Dataset items
use std::io::{BufRead, Write};
use std::time::Duration;

use async_trait::async_trait;

use crate::perception::types::Action;

/// Decides whether an action may run in `confirm` mode.
#[async_trait]
pub trait ActionApprover: Send + Sync {
    async fn approve(&self, action: &Action) -> bool;
}

/// Asks on the terminal. Anything but `y`/`yes` rejects.
pub struct StdinApprover;

fn is_yes(answer: &str) -> bool {
    matches!(answer.trim().to_ascii_lowercase().as_str(), "y" | "yes")
}

#[async_trait]
impl ActionApprover for StdinApprover {
    async fn approve(&self, action: &Action) -> bool {
        let question = format!(
            "Execute {:?}{}? [y/N] ",
            action.action_type,
            if action.description.is_empty() {
                String::new()
            } else {
                format!(" ({})", action.description)
            }
        );
        let answer = tokio::task::spawn_blocking(move || {
            let mut out = std::io::stdout();
            let _ = write!(out, "{question}");
            let _ = out.flush();
            let mut line = String::new();
            std::io::stdin().lock().read_line(&mut line).map(|_| line)
        })
        .await;
        match answer {
            Ok(Ok(line)) => is_yes(&line),
            _ => false,
        }
    }
}

/// Always gives the same answer.
pub struct FixedApprover(pub bool);

#[async_trait]
impl ActionApprover for FixedApprover {
    async fn approve(&self, _action: &Action) -> bool {
        self.0
    }
}

/// Forces a pause after a run of consecutive actions.
#[derive(Debug, Clone)]
pub struct SafeMode {
    enabled: bool,
    max_continuous: u32,
    pause: Duration,
    count: u32,
    pauses: u32,
}

impl SafeMode {
    pub fn new(enabled: bool, max_continuous: u32, pause: Duration) -> Self {
        Self {
            enabled,
            max_continuous: max_continuous.max(1),
            pause,
            count: 0,
            pauses: 0,
        }
    }

    pub fn count(&self) -> u32 {
        self.count
    }

    pub fn pauses(&self) -> u32 {
        self.pauses
    }

    /// Counts one action. Returns the pause to take, if the limit was hit.
    pub fn record(&mut self) -> Option<Duration> {
        if !self.enabled {
            return None;
        }
        self.count += 1;
        if self.count >= self.max_continuous {
            self.count = 0;
            self.pauses += 1;
            tracing::info!(
                actions = self.max_continuous,
                pause_s = self.pause.as_secs(),
                "safe mode pause"
            );
            return Some(self.pause);
        }
        None
    }

    pub fn reset(&mut self) {
        self.count = 0;
    }
}

#[cfg(test)]
mod tests {
    use super::*;

    #[test]
    fn yes_answers() {
        assert!(is_yes("y\n"));
        assert!(is_yes(" YES "));
        assert!(!is_yes(""));
        assert!(!is_yes("no"));
    }

    #[test]
    fn pauses_every_max_actions() {
        let mut safe = SafeMode::new(true, 3, Duration::from_secs(30));
        assert_eq!(safe.record(), None);
        assert_eq!(safe.record(), None);
        assert_eq!(safe.record(), Some(Duration::from_secs(30)));
        assert_eq!(safe.count(), 0);
        assert_eq!(safe.pauses(), 1);
    }

    #[test]
    fn disabled_never_pauses() {
        let mut safe = SafeMode::new(false, 1, Duration::from_secs(30));
        assert!((0..10).all(|_| safe.record().is_none()));
    }

    #[tokio::test]
    async fn fixed_approver_answers() {
        assert!(FixedApprover(true).approve(&Action::home()).await);
        assert!(!FixedApprover(false).approve(&Action::home()).await);
    }
}
use thiserror::Error;

#[derive(Debug, Error)]
pub enum BotError {
    #[error("Configuration error: {0}")]
    Config(String),

    #[error("Connection error: {0}")]
    Connection(String),

    #[error("Device not found: {0}")]
    DeviceNotFound(String),

    #[error("Timed out: {0}")]
    Timeout(String),

    #[error("tunneld error: {0}")]
    Tunneld(String),

    #[error("Screenshot error: {0}")]
    Screenshot(String),

    #[error("Vision error: {0}")]
    Vision(String),

    #[error("Template not found: {0}")]
    TemplateNotFound(String),

    #[error("VLM error: {0}")]
    Vlm(String),

    #[error("VLM provider not available: {0}")]
    VlmUnavailable(String),

    #[error("Action error: {0}")]
    Action(String),

    #[error("WebDriverAgent error: {0}")]
    WebDriver(String),

    #[error("Task error: {0}")]
    Task(String),

    #[error("Validation error: {0}")]
    Validation(String),

    #[error("IO error: {0}")]
    Io(#[from] std::io::Error),

    #[error("JSON error: {0}")]
    Json(#[from] serde_json::Error),

    #[error("HTTP error: {0}")]
    Http(#[from] reqwest::Error),

    #[error("TOML deserialize error: {0}")]
    TomlDe(#[from] toml::de::Error),

    #[error("TOML serialize error: {0}")]
    TomlSer(#[from] toml::ser::Error),

    #[error("Image error: {0}")]
    Image(#[from] image::ImageError),

    #[error("Task cancelled")]
    Cancelled,
}

impl BotError {
    /// Transient failures that a caller may retry.
    pub fn is_retryable(&self) -> bool {
        matches!(
            self,
            BotError::Connection(_)
                | BotError::Timeout(_)
                | BotError::Screenshot(_)
                | BotError::Http(_)
                | BotError::Io(_)
        )
    }
}

impl serde::Serialize for BotError {
    fn serialize<S>(&self, serializer: S) -> Result<S::Ok, S::Error>
    where
        S: serde::ser::Serializer,
    {
        serializer.serialize_str(self.to_string().as_str())
    }
}

pub type BotResult<T> = Result<T, BotError>;

#[cfg(test)]
mod tests {
    use super::*;

    #[test]
    fn retryable_classes() {
        assert!(BotError::Screenshot("empty".into()).is_retryable());
        assert!(BotError::Timeout("tap".into()).is_retryable());
        assert!(!BotError::Config("bad".into()).is_retryable());
        assert!(!BotError::Cancelled.is_retryable());
    }

    #[test]
    fn serializes_as_message() {
        let json = serde_json::to_string(&BotError::TemplateNotFound("army_idle".into())).unwrap();
        assert_eq!(json, "\"Template not found: army_idle\"");
    }
}
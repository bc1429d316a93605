//! Longest common subsequence alignment.
//!
//! Backtracking walks from the bottom-right corner. Equal units always take
//! the diagonal, so a repeated unit is matched at its last possible
//! position. On a mismatch the walk moves up (skipping a unit of `a`) when
//! `table[i-1][j] >= table[i][j-1]`, else left (skipping a unit of `b`).

/// Dynamic-programming table of LCS lengths.
///
/// `get(i, j)` is the LCS length of the first `i` units of `a` and the first
/// `j` units of `b`. Cells are `u32`; callers bound inputs well below
/// `u32::MAX` units.
#[derive(Debug, Clone)]
pub struct LcsTable {
    cols: usize,
    cells: Vec<u32>,
}

impl LcsTable {
    /// Build the `(a.len() + 1) x (b.len() + 1)` table.
    pub fn build<T: PartialEq>(a: &[T], b: &[T]) -> Self {
        let rows = a.len() + 1;
        let cols = b.len() + 1;
        let mut cells = vec![0; rows * cols];

        for i in 1..rows {
            for j in 1..cols {
                cells[i * cols + j] = if a[i - 1] == b[j - 1] {
                    cells[(i - 1) * cols + j - 1] + 1
                } else {
                    cells[(i - 1) * cols + j].max(cells[i * cols + j - 1])
                };
            }
        }

        Self { cols, cells }
    }

    pub fn get(&self, i: usize, j: usize) -> usize {
        self.cells[i * self.cols + j] as usize
    }

    /// Number of cells a table for inputs of these lengths holds.
    pub fn cell_count(a_len: usize, b_len: usize) -> usize {
        (a_len + 1).saturating_mul(b_len + 1)
    }

    /// Length of the LCS of the full inputs.
    pub fn length(&self) -> usize {
        // At least one cell exists even for two empty inputs.
        self.cells[self.cells.len() - 1] as usize
    }
}

/// Matched index pairs `(index_in_a, index_in_b)` of one LCS, in ascending
/// order.
pub fn align<T: PartialEq>(a: &[T], b: &[T]) -> Vec<(usize, usize)> {
    let table = LcsTable::build(a, b);
    let mut pairs = Vec::with_capacity(table.length());

    let mut i = a.len();
    let mut j = b.len();
    while i > 0 && j > 0 {
        if a[i - 1] == b[j - 1] {
            pairs.push((i - 1, j - 1));
            i -= 1;
            j -= 1;
        } else if table.get(i - 1, j) >= table.get(i, j - 1) {
            i -= 1;
        } else {
            j -= 1;
        }
    }

    pairs.reverse();
    pairs
}

/// Length of the longest common subsequence.
pub fn lcs_length<T: PartialEq>(a: &[T], b: &[T]) -> usize {
    LcsTable::build(a, b).length()
}

#[cfg(test)]
mod tests {
    use super::*;
    use pretty_assertions::assert_eq;

    fn chars(s: &str) -> Vec<char> {
        s.chars().collect()
    }

    #[test]
    fn test_lcs_length() {
        assert_eq!(lcs_length(&chars(""), &chars("")), 0);
        assert_eq!(lcs_length(&chars("abc"), &chars("")), 0);
        assert_eq!(lcs_length(&chars("ABCDE"), &chars("ACE")), 3);
        assert_eq!(lcs_length(&chars("ABCBDAB"), &chars("BDCABA")), 4);
    }

    #[test]
    fn test_cell_count() {
        assert_eq!(LcsTable::cell_count(0, 0), 1);
        assert_eq!(LcsTable::cell_count(4, 2), 15);
        assert_eq!(LcsTable::cell_count(usize::MAX, 1), usize::MAX);
    }

    #[test]
    fn test_table_cells() {
        let table = LcsTable::build(&chars("AB"), &chars("B"));
        assert_eq!(table.get(0, 0), 0);
        assert_eq!(table.get(1, 1), 0);
        assert_eq!(table.get(2, 1), 1);
        assert_eq!(table.length(), 1);
    }

    #[test]
    fn test_align_subsequence() {
        let pairs = align(&chars("ABCDE"), &chars("ACE"));
        assert_eq!(pairs, vec![(0, 0), (2, 1), (4, 2)]);
    }

    #[test]
    fn test_align_tie_moves_up() {
        // "AB" vs "BA": either A or B can be matched. The walk moves up on
        // ties, so B in `a` is skipped and A is matched.
        assert_eq!(align(&chars("AB"), &chars("BA")), vec![(0, 1)]);
    }

    #[test]
    fn test_align_repeated_units() {
        // Only one of the two "a"s can match; the diagonal takes the last one.
        assert_eq!(align(&chars("aa"), &chars("a")), vec![(1, 0)]);
    }

    #[test]
    fn test_align_empty_inputs() {
        assert!(align(&chars(""), &chars("abc")).is_empty());
        assert!(align(&chars("abc"), &chars("")).is_empty());
    }

    #[test]
    fn test_pairs_are_strictly_increasing() {
        let a = chars("the cat sat on the mat");
        let b = chars("a cat on a mat");
        let pairs = align(&a, &b);
        assert_eq!(pairs.len(), lcs_length(&a, &b));
        for window in pairs.windows(2) {
            assert!(window[0].0 < window[1].0);
            assert!(window[0].1 < window[1].1);
        }
    }
}
//! Splitting text into comparison units.

use crate::types::Granularity;
use unicode_segmentation::UnicodeSegmentation;

/// Split text into comparison units. Every unit counts, whitespace and
/// punctuation included.
pub fn units(text: &str, granularity: Granularity) -> Vec<&str> {
    match granularity {
        Granularity::Grapheme => text.graphemes(true).collect(),
        Granularity::CodePoint => text
            .char_indices()
            .map(|(i, c)| &text[i..i + c.len_utf8()])
            .collect(),
    }
}

/// Number of comparison units in a text.
pub fn unit_count(text: &str, granularity: Granularity) -> usize {
    match granularity {
        Granularity::Grapheme => text.graphemes(true).count(),
        Granularity::CodePoint => text.chars().count(),
    }
}
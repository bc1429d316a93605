//! Error types for memorise-core.

use serde::{Deserialize, Serialize};
use std::fmt;
use thiserror::Error;

/// Result type alias using CompareError.
pub type Result<T> = std::result::Result<T, CompareError>;

/// Which input of a comparison an error refers to.
#[derive(Debug, Clone, Copy, PartialEq, Eq, Serialize, Deserialize)]
#[serde(rename_all = "snake_case")]
pub enum Side {
    Reference,
    Candidate,
}

impl fmt::Display for Side {
    fn fmt(&self, f: &mut fmt::Formatter<'_>) -> fmt::Result {
        match self {
            Self::Reference => f.write_str("reference"),
            Self::Candidate => f.write_str("candidate"),
        }
    }
}

/// Precondition failures for a comparison.
#[derive(Debug, Clone, PartialEq, Eq, Error)]
pub enum CompareError {
    #[error("reference text is empty")]
    EmptyReference,

    #[error("{side} text has {len} units, limit is {max}")]
    TooLong { side: Side, len: usize, max: usize },

    #[error("alignment needs {cells} cells, limit is {max}")]
    TableTooLarge { cells: usize, max: usize },
}
//! Memorisation comparison endpoints

use axum::{extract::State, Json};

use crate::error::Result;
use crate::models::{BatchCompareRequest, BatchCompareResponse, CompareRequest, CompareResponse};
use crate::services::scoring;
use crate::AppState;

/// POST /api/compare
/// Scores one reconstruction against its reference text
pub async fn compare(
    State(state): State<AppState>,
    Json(payload): Json<CompareRequest>,
) -> Result<Json<CompareResponse>> {
    let config = state.config.clone();
    let response = scoring::run_blocking(move || scoring::score(&payload, &config)).await?;

    tracing::info!(
        "Comparison {}: accuracy {}% (passed: {})",
        response.id,
        response.result.accuracy(),
        response.passed
    );

    Ok(Json(response))
}

/// POST /api/compare/batch
pub async fn batch(
    State(state): State<AppState>,
    Json(payload): Json<BatchCompareRequest>,
) -> Result<Json<BatchCompareResponse>> {
    let config = state.config.clone();
    let results =
        scoring::run_blocking(move || scoring::score_batch(&payload.items, &config)).await?;

    tracing::info!("Scored batch of {} comparisons", results.len());

    Ok(Json(BatchCompareResponse { results }))
}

§ What the task asks
The lines above that hold the word "payload" are the ones to copy.

§ Solution to this problem
    Json(payload): Json<CompareRequest>,
    let response = scoring::run_blocking(move || scoring::score(&payload, &config)).await?;
    Json(payload): Json<BatchCompareRequest>,
        scoring::run_blocking(move || scoring::score_batch(&payload.items, &config)).await?;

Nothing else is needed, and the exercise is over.